● Try it:
Determine how many lines below contain the word "dispatcher", then write that number by itself.

***** Exercise input

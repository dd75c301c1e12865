//! Gateway configuration.
//!
//! Everything the dispatcher needs is passed in explicitly at construction;
//! nothing is resolved from ambient process state. Configuration is stored in
//! RON format.

pub mod loader;

use serde::{Deserialize, Serialize};
use std::path::PathBuf;

/// Directory under the app root holding gateway-private state (the default
/// content repository and the checkout cache).
pub const PRIVATE_DIR: &str = ".refgate";

/// Top-level configuration for the gateway.
#[derive(Debug, Clone, Deserialize, Serialize, PartialEq)]
pub struct Config {
    /// Root of the served file hierarchy. Publication symlinks are created
    /// under it and repository path prefixes are resolved against it.
    #[serde(default = "default_app_root")]
    pub app_root: PathBuf,

    /// Default repository served when a request carries no path prefix.
    /// Falls back to `<app_root>/.refgate/content.git`.
    #[serde(default)]
    pub repository: Option<PathBuf>,

    /// Ref used for pass-through requests without an `x-git-ref` header.
    #[serde(default = "default_ref")]
    pub default_ref: String,

    /// git binary used for checkout resolution (`rev-list` / `checkout`).
    #[serde(default = "default_git_binary")]
    pub git_binary: String,

    #[serde(default)]
    pub cache: CacheConfig,

    #[serde(default)]
    pub git: GitLimits,

    #[serde(default = "default_listen")]
    pub listen_addr: String,
}

/// Checkout cache settings.
#[derive(Debug, Clone, Deserialize, Serialize, PartialEq)]
pub struct CacheConfig {
    /// Cache directory; falls back to `<app_root>/.refgate/cache`.
    #[serde(default)]
    pub dir: Option<PathBuf>,

    /// Materialized checkouts kept before LRU eviction kicks in.
    #[serde(default = "default_max_checkouts")]
    pub max_checkouts: usize,
}

/// Limits applied to git subprocess exchanges.
#[derive(Debug, Clone, Deserialize, Serialize, PartialEq)]
pub struct GitLimits {
    /// Per-exchange timeout; a subprocess still running after this is killed.
    #[serde(default = "default_timeout_ms")]
    pub timeout_ms: u64,

    /// Maximum concurrent git subprocesses across all requests.
    #[serde(default = "default_max_concurrency")]
    pub max_concurrency: usize,
}

impl Config {
    /// Absolute-or-relative path of the default repository.
    pub fn repository_dir(&self) -> PathBuf {
        self.repository
            .clone()
            .unwrap_or_else(|| self.app_root.join(PRIVATE_DIR).join("content.git"))
    }

    /// Directory holding one working tree per materialized commit.
    pub fn cache_dir(&self) -> PathBuf {
        self.cache
            .dir
            .clone()
            .unwrap_or_else(|| self.app_root.join(PRIVATE_DIR).join("cache"))
    }
}

impl Default for Config {
    fn default() -> Self {
        Config {
            app_root: default_app_root(),
            repository: None,
            default_ref: default_ref(),
            git_binary: default_git_binary(),
            cache: CacheConfig::default(),
            git: GitLimits::default(),
            listen_addr: default_listen(),
        }
    }
}

impl Default for CacheConfig {
    fn default() -> Self {
        CacheConfig {
            dir: None,
            max_checkouts: default_max_checkouts(),
        }
    }
}

impl Default for GitLimits {
    fn default() -> Self {
        GitLimits {
            timeout_ms: default_timeout_ms(),
            max_concurrency: default_max_concurrency(),
        }
    }
}

fn default_app_root() -> PathBuf {
    PathBuf::from(".")
}

fn default_ref() -> String {
    "master".to_string()
}

fn default_git_binary() -> String {
    "git".to_string()
}

fn default_listen() -> String {
    "0.0.0.0:8418".to_string()
}

fn default_max_checkouts() -> usize {
    64
}

fn default_timeout_ms() -> u64 {
    60_000
}

fn default_max_concurrency() -> usize {
    8
}
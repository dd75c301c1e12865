//! Ref-keyed checkout materialization and symlink publication.

pub mod cache;
pub mod publish;

pub use cache::{Checkout, CheckoutCache};
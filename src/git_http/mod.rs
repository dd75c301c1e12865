//! Git smart HTTP protocol surface.
//!
//! Advertisement and RPC exchanges are delegated to the system git toolchain
//! in stateless-RPC mode; object, pack and text files are served directly out
//! of the repository's object store.

pub mod errors;
pub mod files;
pub mod pkt;
pub mod routes;
pub mod smart;

use std::fmt;

/// The two services git speaks over smart HTTP.
#[derive(Debug, Clone, Copy, PartialEq, Eq)]
pub enum GitService {
    UploadPack,
    ReceivePack,
}

impl GitService {
    pub fn as_str(&self) -> &'static str {
        match self {
            GitService::UploadPack => "git-upload-pack",
            GitService::ReceivePack => "git-receive-pack",
        }
    }

    /// The subcommand passed to the git binary (`git upload-pack ...`).
    pub fn subcommand(&self) -> &'static str {
        match self {
            GitService::UploadPack => "upload-pack",
            GitService::ReceivePack => "receive-pack",
        }
    }

    /// Parse a client-supplied service name. Anything other than the two
    /// known services is rejected, never spawned.
    pub fn parse(name: &str) -> Option<GitService> {
        match name {
            "git-upload-pack" => Some(GitService::UploadPack),
            "git-receive-pack" => Some(GitService::ReceivePack),
            _ => None,
        }
    }
}

impl fmt::Display for GitService {
    fn fmt(&self, f: &mut fmt::Formatter<'_>) -> fmt::Result {
        f.write_str(self.as_str())
    }
}
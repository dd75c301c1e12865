//! Demo static delegate.
//!
//! The production delegate (a reverse proxy or static file layer) is outside
//! the gateway; this one exists so the binary is runnable end to end. It
//! resolves the dispatcher's rewritten `/<ref>/<entry>/<rest>` paths against
//! the published symlink tree, which lives at `<app_root>/<entry>/<ref>`.
//!
//! Limitation: a ref name containing `/` is resolved as its first segment
//! only; embedders with such refs should supply their own delegate.

use axum::extract::{Request, State};
use axum::http::{StatusCode, Uri};
use axum::response::{IntoResponse, Response};
use tower::util::ServiceExt;
use tower_http::services::ServeDir;

use crate::state::GatewayState;

pub async fn serve_preview(State(state): State<GatewayState>, mut req: Request) -> Response {
    if let Some(rewritten) = swap_ref_and_entry(req.uri()) {
        match rewritten.parse::<Uri>() {
            Ok(uri) => *req.uri_mut() = uri,
            Err(err) => {
                tracing::debug!("preview path {rewritten:?} is not a valid URI: {err}");
                return StatusCode::NOT_FOUND.into_response();
            }
        }
    }

    match ServeDir::new(&state.config.app_root).oneshot(req).await {
        Ok(resp) => resp.into_response(),
        Err(err) => match err {},
    }
}

/// Turn `/<ref>/<entry>/<rest>` into `/<entry>/<ref>/<rest>` so the request
/// lands on the publication symlink. Paths with fewer than two segments are
/// served as-is.
fn swap_ref_and_entry(uri: &Uri) -> Option<String> {
    let path = uri.path();
    let (ref_name, rest) = path.trim_start_matches('/').split_once('/')?;
    if ref_name.is_empty() || rest.is_empty() {
        return None;
    }
    let swapped = match rest.split_once('/') {
        Some((entry, tail)) => format!("/{entry}/{ref_name}/{tail}"),
        None => format!("/{rest}/{ref_name}"),
    };
    match uri.query() {
        Some(query) => Some(format!("{swapped}?{query}")),
        None => Some(swapped),
    }
}

#[cfg(test)]
mod tests {
    use super::*;

    #[test]
    fn swaps_first_two_segments() {
        let uri: Uri = "/feature-x/index.html".parse().unwrap();
        assert_eq!(
            swap_ref_and_entry(&uri).as_deref(),
            Some("/index.html/feature-x")
        );
    }

    #[test]
    fn keeps_tail_and_query() {
        let uri: Uri = "/master/assets/app.css?v=2".parse().unwrap();
        assert_eq!(
            swap_ref_and_entry(&uri).as_deref(),
            Some("/assets/master/app.css?v=2")
        );
    }

    #[test]
    fn short_paths_are_untouched() {
        for path in ["/", "/only-ref", "/ref/"] {
            let uri: Uri = path.parse().unwrap();
            assert_eq!(swap_ref_and_entry(&uri), None, "{path}");
        }
    }
}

**********

● Written response:
2